Problem requirements: Only the lines of the data below from the one with "fn fmt(&self, f: &mut" through the one with "F: Fn(&HubEvent) ->" are wanted. Repeat them exactly.

Stored data
════════════════
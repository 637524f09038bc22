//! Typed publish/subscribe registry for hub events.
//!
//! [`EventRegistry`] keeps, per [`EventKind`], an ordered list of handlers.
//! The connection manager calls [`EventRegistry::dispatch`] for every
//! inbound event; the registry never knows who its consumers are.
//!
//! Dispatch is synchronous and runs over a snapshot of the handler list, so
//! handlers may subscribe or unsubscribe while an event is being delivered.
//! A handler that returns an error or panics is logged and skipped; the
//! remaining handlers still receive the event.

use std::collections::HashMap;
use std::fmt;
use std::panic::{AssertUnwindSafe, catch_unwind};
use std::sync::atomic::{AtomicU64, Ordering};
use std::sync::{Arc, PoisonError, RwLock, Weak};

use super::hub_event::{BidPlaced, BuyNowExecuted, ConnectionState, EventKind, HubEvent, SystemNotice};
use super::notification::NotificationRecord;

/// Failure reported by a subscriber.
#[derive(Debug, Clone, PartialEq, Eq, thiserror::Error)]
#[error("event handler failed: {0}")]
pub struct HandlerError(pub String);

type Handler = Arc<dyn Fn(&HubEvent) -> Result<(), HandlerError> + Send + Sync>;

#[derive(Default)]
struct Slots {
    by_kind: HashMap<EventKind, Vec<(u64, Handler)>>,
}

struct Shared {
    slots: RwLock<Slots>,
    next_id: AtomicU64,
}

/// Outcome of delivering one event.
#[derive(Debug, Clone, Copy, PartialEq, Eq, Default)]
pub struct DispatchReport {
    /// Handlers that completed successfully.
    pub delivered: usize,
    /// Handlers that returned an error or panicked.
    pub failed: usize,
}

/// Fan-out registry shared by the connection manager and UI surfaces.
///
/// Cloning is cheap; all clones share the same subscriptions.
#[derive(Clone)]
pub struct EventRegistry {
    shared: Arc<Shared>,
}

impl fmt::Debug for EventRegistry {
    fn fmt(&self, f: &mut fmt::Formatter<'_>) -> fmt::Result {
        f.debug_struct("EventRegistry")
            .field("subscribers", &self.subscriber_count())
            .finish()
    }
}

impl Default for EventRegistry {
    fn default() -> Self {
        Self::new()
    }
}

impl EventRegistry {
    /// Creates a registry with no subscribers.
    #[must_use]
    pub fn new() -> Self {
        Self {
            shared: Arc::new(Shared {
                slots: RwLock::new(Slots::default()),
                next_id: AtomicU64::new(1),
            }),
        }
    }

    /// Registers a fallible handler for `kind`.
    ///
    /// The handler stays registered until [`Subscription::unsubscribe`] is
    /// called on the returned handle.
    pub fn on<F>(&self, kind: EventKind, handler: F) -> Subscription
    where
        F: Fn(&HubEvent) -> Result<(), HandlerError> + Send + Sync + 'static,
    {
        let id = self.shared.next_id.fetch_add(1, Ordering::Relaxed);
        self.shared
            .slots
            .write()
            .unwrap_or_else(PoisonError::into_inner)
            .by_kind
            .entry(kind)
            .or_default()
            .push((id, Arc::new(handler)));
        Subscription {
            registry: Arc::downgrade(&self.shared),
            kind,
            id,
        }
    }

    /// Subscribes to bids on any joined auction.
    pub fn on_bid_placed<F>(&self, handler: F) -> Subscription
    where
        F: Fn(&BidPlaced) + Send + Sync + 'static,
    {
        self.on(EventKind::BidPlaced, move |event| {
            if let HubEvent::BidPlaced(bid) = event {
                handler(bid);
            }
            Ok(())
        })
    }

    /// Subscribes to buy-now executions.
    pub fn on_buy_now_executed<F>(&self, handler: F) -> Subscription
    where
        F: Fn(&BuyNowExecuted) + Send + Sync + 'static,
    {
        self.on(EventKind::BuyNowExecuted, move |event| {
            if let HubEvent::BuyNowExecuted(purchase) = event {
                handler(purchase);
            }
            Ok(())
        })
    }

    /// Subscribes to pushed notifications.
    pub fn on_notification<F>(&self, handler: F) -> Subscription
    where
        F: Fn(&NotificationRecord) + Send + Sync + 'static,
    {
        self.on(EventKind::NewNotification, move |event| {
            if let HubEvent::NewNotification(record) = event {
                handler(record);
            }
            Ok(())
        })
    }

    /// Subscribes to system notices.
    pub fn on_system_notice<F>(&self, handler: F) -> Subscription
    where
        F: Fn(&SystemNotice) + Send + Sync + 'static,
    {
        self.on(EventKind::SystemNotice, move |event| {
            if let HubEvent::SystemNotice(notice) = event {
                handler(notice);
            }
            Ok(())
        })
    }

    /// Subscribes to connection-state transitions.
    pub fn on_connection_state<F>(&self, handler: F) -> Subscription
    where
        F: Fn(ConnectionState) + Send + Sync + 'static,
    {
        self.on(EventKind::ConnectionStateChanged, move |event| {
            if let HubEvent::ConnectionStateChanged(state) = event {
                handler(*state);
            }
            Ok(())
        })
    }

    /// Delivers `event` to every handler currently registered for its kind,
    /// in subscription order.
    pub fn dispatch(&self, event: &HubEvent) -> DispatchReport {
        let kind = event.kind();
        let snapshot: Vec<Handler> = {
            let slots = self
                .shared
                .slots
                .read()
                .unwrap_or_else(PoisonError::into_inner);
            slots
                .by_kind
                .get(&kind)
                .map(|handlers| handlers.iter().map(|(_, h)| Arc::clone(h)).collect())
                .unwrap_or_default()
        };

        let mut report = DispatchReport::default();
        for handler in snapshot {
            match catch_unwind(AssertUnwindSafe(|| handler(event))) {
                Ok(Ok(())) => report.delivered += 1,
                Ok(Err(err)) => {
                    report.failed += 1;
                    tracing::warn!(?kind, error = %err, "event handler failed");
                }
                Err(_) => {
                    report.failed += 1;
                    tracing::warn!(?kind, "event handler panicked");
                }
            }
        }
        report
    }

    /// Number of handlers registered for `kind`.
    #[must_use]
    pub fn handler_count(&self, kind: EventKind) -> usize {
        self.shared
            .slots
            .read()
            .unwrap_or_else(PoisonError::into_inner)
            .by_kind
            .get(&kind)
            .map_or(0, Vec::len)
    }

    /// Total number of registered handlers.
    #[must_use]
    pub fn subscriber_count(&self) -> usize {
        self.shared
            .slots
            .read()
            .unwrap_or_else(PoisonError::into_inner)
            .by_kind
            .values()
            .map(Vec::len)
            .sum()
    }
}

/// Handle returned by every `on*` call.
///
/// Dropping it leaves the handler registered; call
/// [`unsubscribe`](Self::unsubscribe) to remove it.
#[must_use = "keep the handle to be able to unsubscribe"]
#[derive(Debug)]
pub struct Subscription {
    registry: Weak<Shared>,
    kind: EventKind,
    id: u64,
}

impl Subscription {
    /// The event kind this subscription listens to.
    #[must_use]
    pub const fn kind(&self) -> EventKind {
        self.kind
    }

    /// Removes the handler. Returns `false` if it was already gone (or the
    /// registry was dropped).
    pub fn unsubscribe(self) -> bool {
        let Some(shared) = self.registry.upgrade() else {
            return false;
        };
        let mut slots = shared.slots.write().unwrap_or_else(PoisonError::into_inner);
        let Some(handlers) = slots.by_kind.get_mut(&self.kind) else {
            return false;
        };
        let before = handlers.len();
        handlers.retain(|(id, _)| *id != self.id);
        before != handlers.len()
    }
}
════════════════
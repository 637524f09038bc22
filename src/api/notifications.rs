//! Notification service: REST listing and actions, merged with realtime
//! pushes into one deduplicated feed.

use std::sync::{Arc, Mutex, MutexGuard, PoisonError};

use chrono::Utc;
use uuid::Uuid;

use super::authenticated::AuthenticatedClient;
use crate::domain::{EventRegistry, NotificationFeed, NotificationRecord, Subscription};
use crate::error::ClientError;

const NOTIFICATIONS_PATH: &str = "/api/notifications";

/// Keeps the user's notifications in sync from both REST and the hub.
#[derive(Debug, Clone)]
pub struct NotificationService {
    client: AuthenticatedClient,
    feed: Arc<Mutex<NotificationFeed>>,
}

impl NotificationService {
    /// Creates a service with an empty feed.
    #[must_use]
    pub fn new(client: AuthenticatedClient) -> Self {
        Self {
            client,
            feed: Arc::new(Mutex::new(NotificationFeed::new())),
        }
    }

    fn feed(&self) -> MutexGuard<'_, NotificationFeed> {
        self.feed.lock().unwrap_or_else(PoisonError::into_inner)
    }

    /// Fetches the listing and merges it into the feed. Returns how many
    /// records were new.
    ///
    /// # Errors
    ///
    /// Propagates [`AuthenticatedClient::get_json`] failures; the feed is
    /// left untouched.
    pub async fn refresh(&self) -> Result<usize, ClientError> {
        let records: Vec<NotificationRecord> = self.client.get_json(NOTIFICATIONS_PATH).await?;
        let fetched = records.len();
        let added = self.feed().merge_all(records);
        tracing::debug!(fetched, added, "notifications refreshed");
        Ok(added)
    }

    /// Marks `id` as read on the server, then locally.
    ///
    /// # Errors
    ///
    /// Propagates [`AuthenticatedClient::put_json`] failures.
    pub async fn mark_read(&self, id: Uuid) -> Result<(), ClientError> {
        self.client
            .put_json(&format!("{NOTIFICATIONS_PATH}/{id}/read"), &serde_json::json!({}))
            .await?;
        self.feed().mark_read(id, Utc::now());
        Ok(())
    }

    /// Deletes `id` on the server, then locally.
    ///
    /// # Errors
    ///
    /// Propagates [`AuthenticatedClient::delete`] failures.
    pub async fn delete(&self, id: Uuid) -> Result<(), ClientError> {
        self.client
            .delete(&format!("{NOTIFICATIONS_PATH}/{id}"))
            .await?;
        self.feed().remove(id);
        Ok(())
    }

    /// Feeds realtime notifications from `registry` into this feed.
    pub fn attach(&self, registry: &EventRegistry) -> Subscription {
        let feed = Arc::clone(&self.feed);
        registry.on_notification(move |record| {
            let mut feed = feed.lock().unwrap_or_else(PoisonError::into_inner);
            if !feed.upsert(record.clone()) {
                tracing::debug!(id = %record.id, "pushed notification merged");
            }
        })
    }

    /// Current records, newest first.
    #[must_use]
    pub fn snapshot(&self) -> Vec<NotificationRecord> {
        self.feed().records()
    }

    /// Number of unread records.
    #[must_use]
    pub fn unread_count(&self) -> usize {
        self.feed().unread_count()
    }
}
════════════════
Solution:
    fn fmt(&self, f: &mut fmt::Formatter<'_>) -> fmt::Result {
        f.debug_struct("EventRegistry")
            .field("subscribers", &self.subscriber_count())
            .finish()
    }
}

impl Default for EventRegistry {
    fn default() -> Self {
        Self::new()
    }
}

impl EventRegistry {
    /// Creates a registry with no subscribers.
    #[must_use]
    pub fn new() -> Self {
        Self {
            shared: Arc::new(Shared {
                slots: RwLock::new(Slots::default()),
                next_id: AtomicU64::new(1),
            }),
        }
    }

    /// Registers a fallible handler for `kind`.
    ///
    /// The handler stays registered until [`Subscription::unsubscribe`] is
    /// called on the returned handle.
    pub fn on<F>(&self, kind: EventKind, handler: F) -> Subscription
    where
        F: Fn(&HubEvent) -> Result<(), HandlerError> + Send + Sync + 'static,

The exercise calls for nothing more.